**ASSIGNMENT**:
Could you return the full listing, every line exactly as given?
= Beginning of Section =
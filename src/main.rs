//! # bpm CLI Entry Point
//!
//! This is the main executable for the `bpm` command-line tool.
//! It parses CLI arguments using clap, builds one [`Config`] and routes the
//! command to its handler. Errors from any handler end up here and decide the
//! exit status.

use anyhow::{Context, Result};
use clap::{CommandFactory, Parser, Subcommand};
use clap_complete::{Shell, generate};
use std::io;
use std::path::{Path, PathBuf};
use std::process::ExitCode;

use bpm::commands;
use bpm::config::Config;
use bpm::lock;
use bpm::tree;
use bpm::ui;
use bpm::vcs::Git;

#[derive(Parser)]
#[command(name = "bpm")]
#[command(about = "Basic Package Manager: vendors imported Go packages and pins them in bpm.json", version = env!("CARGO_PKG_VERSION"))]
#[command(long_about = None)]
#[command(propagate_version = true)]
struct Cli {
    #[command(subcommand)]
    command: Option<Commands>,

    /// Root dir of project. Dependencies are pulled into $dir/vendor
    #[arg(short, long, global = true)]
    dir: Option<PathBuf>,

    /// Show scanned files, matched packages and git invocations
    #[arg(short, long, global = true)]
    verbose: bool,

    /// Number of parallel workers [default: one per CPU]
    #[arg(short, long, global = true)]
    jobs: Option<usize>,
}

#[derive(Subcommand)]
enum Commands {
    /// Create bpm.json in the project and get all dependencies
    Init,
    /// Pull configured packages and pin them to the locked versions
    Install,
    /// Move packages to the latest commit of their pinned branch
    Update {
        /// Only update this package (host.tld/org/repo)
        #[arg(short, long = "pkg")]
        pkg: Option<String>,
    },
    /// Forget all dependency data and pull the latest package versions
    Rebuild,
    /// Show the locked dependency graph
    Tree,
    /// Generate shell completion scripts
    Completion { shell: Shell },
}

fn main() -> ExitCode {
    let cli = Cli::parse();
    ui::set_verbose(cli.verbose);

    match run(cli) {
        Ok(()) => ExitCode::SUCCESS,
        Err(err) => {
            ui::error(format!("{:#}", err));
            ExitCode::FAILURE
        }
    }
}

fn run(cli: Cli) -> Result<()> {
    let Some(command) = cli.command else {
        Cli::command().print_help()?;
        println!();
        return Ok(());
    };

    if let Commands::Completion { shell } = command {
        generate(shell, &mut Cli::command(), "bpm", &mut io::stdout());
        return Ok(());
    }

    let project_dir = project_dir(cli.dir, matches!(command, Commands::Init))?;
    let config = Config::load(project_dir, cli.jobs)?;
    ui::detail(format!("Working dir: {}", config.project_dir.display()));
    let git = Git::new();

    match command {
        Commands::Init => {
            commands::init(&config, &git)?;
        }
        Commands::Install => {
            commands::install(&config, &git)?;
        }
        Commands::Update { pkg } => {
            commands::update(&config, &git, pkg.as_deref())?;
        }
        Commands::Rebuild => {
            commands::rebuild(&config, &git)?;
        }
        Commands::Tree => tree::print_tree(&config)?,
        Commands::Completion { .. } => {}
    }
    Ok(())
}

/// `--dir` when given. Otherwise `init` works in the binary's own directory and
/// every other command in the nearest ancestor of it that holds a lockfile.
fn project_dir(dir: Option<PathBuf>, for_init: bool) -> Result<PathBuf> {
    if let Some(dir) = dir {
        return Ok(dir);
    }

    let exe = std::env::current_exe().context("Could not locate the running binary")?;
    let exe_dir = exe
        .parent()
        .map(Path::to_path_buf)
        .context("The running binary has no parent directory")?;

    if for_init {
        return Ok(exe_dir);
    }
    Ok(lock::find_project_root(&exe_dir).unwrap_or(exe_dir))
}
= End of Section =
**SOLVED PROBLEM**:
filename src/main.rs
//! # bpm CLI Entry Point
//!
//! This is the main executable for the `bpm` command-line tool.
//! It parses CLI arguments using clap, builds one [`Config`] and routes the
//! command to its handler. Errors from any handler end up here and decide the
//! exit status.

use anyhow::{Context, Result};
use clap::{CommandFactory, Parser, Subcommand};
use clap_complete::{Shell, generate};
use std::io;
use std::path::{Path, PathBuf};
use std::process::ExitCode;

use bpm::commands;
use bpm::config::Config;
use bpm::lock;
use bpm::tree;
use bpm::ui;
use bpm::vcs::Git;

#[derive(Parser)]
#[command(name = "bpm")]
#[command(about = "Basic Package Manager: vendors imported Go packages and pins them in bpm.json", version = env!("CARGO_PKG_VERSION"))]
#[command(long_about = None)]
#[command(propagate_version = true)]
struct Cli {
    #[command(subcommand)]
    command: Option<Commands>,

    /// Root dir of project. Dependencies are pulled into $dir/vendor
    #[arg(short, long, global = true)]
    dir: Option<PathBuf>,

    /// Show scanned files, matched packages and git invocations
    #[arg(short, long, global = true)]
    verbose: bool,

    /// Number of parallel workers [default: one per CPU]
    #[arg(short, long, global = true)]
    jobs: Option<usize>,
}

#[derive(Subcommand)]
enum Commands {
    /// Create bpm.json in the project and get all dependencies
    Init,
    /// Pull configured packages and pin them to the locked versions
    Install,
    /// Move packages to the latest commit of their pinned branch
    Update {
        /// Only update this package (host.tld/org/repo)
        #[arg(short, long = "pkg")]
        pkg: Option<String>,
    },
    /// Forget all dependency data and pull the latest package versions
    Rebuild,
    /// Show the locked dependency graph
    Tree,
    /// Generate shell completion scripts
    Completion { shell: Shell },
}

fn main() -> ExitCode {
    let cli = Cli::parse();
    ui::set_verbose(cli.verbose);

    match run(cli) {
        Ok(()) => ExitCode::SUCCESS,
        Err(err) => {
            ui::error(format!("{:#}", err));
            ExitCode::FAILURE
        }
    }
}

fn run(cli: Cli) -> Result<()> {
    let Some(command) = cli.command else {
        Cli::command().print_help()?;
        println!();
        return Ok(());
    };

    if let Commands::Completion { shell } = command {
        generate(shell, &mut Cli::command(), "bpm", &mut io::stdout());
        return Ok(());
    }

    let project_dir = project_dir(cli.dir, matches!(command, Commands::Init))?;
    let config = Config::load(project_dir, cli.jobs)?;
    ui::detail(format!("Working dir: {}", config.project_dir.display()));
    let git = Git::new();

    match command {
        Commands::Init => {
            commands::init(&config, &git)?;
        }
        Commands::Install => {
            commands::install(&config, &git)?;
        }
        Commands::Update { pkg } => {
            commands::update(&config, &git, pkg.as_deref())?;
        }
        Commands::Rebuild => {
            commands::rebuild(&config, &git)?;
        }
        Commands::Tree => tree::print_tree(&config)?,
        Commands::Completion { .. } => {}
    }
    Ok(())
}

/// `--dir` when given. Otherwise `init` works in the binary's own directory and
/// every other command in the nearest ancestor of it that holds a lockfile.
fn project_dir(dir: Option<PathBuf>, for_init: bool) -> Result<PathBuf> {
    if let Some(dir) = dir {
        return Ok(dir);
    }

    let exe = std::env::current_exe().context("Could not locate the running binary")?;
    let exe_dir = exe
        .parent()
        .map(Path::to_path_buf)
        .context("The running binary has no parent directory")?;

    if for_init {
        return Ok(exe_dir);
    }
    Ok(lock::find_project_root(&exe_dir).unwrap_or(exe_dir))
}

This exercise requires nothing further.